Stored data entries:
•••••

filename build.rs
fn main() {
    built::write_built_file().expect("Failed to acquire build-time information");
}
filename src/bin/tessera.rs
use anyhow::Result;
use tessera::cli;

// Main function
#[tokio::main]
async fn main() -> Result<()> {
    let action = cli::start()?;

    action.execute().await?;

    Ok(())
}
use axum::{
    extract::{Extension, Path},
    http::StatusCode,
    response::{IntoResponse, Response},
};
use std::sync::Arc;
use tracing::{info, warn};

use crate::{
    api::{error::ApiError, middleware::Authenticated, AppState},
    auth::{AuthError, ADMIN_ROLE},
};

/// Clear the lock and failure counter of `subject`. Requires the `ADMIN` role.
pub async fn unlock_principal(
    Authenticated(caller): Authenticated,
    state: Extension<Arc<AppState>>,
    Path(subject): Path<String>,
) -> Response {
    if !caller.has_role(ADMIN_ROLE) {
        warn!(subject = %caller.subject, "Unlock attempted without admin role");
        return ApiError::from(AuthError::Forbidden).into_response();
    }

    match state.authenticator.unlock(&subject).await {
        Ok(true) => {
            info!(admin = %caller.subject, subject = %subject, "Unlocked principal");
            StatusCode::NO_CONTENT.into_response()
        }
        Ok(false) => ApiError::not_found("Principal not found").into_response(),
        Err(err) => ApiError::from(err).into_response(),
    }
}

•••••

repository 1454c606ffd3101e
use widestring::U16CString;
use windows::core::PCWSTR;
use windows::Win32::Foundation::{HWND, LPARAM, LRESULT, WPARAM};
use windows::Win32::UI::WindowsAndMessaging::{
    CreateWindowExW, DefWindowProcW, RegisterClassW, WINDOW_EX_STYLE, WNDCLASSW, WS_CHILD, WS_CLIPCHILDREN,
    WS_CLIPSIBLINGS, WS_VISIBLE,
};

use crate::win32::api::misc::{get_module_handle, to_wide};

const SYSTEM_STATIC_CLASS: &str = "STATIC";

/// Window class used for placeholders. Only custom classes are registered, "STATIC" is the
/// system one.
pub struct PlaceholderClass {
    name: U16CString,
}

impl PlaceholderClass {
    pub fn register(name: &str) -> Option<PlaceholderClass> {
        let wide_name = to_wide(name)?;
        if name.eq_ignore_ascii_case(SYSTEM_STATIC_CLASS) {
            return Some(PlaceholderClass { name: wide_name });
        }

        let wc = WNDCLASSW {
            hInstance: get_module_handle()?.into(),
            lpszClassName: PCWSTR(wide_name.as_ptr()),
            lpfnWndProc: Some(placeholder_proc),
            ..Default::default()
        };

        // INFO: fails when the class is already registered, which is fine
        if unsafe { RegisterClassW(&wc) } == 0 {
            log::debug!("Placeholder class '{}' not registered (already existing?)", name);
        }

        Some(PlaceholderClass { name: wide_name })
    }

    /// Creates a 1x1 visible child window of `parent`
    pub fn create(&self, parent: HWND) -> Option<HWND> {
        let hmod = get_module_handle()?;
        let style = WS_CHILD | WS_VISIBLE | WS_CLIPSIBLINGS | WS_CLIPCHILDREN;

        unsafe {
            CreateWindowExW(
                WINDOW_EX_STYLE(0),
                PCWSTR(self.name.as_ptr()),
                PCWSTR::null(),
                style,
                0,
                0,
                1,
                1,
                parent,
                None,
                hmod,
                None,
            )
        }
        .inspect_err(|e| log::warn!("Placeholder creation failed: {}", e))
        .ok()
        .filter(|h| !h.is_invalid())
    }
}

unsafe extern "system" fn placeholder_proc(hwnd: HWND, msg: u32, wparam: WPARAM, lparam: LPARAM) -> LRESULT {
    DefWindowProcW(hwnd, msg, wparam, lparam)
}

•••••

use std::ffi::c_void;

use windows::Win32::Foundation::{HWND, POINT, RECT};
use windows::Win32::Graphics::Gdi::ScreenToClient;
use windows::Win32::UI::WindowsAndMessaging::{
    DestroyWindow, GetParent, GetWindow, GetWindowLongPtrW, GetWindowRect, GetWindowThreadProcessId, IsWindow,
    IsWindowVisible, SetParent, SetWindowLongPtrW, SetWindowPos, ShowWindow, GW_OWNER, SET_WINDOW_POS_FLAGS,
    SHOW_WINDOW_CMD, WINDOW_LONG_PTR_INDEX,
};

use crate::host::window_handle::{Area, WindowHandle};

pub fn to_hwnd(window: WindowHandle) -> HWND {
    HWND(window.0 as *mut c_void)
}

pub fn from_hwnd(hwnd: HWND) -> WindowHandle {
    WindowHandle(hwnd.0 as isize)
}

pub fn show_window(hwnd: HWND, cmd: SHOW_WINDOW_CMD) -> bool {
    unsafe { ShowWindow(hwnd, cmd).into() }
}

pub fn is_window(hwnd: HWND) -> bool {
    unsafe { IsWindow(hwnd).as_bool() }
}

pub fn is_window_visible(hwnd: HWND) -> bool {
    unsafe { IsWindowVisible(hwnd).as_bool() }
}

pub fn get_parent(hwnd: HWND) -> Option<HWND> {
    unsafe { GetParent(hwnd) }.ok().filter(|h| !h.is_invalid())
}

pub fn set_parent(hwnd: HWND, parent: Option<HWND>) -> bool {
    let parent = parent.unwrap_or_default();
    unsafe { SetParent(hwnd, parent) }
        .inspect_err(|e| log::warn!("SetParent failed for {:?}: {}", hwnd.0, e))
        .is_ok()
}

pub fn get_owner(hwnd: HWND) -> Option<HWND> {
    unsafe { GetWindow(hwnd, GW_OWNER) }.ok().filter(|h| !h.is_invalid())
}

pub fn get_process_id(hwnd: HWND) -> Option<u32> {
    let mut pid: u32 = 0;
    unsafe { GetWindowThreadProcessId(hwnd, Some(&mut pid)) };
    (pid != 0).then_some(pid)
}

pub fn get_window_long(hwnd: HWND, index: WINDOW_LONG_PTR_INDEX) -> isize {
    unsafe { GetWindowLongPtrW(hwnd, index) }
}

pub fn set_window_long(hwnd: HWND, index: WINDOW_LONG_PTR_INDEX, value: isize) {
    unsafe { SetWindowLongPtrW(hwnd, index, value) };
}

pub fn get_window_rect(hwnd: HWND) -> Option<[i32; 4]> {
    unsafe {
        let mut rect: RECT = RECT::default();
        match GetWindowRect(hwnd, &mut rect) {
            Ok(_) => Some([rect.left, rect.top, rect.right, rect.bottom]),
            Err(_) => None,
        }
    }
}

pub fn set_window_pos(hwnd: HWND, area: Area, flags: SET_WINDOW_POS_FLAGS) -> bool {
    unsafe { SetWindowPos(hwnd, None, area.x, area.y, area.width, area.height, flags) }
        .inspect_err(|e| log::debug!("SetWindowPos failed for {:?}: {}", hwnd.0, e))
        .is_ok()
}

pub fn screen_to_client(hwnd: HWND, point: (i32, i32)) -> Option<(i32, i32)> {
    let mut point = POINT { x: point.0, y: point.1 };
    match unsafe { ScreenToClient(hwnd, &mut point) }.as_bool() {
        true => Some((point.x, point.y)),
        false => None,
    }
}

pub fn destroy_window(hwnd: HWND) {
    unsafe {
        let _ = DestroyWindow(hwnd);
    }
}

•••••

▶ _Task brief_
Scan the records for the word "AppState" and copy every line where it is found.

▶ _Exercise response_
    api::{error::ApiError, middleware::Authenticated, AppState},
    state: Extension<Arc<AppState>>,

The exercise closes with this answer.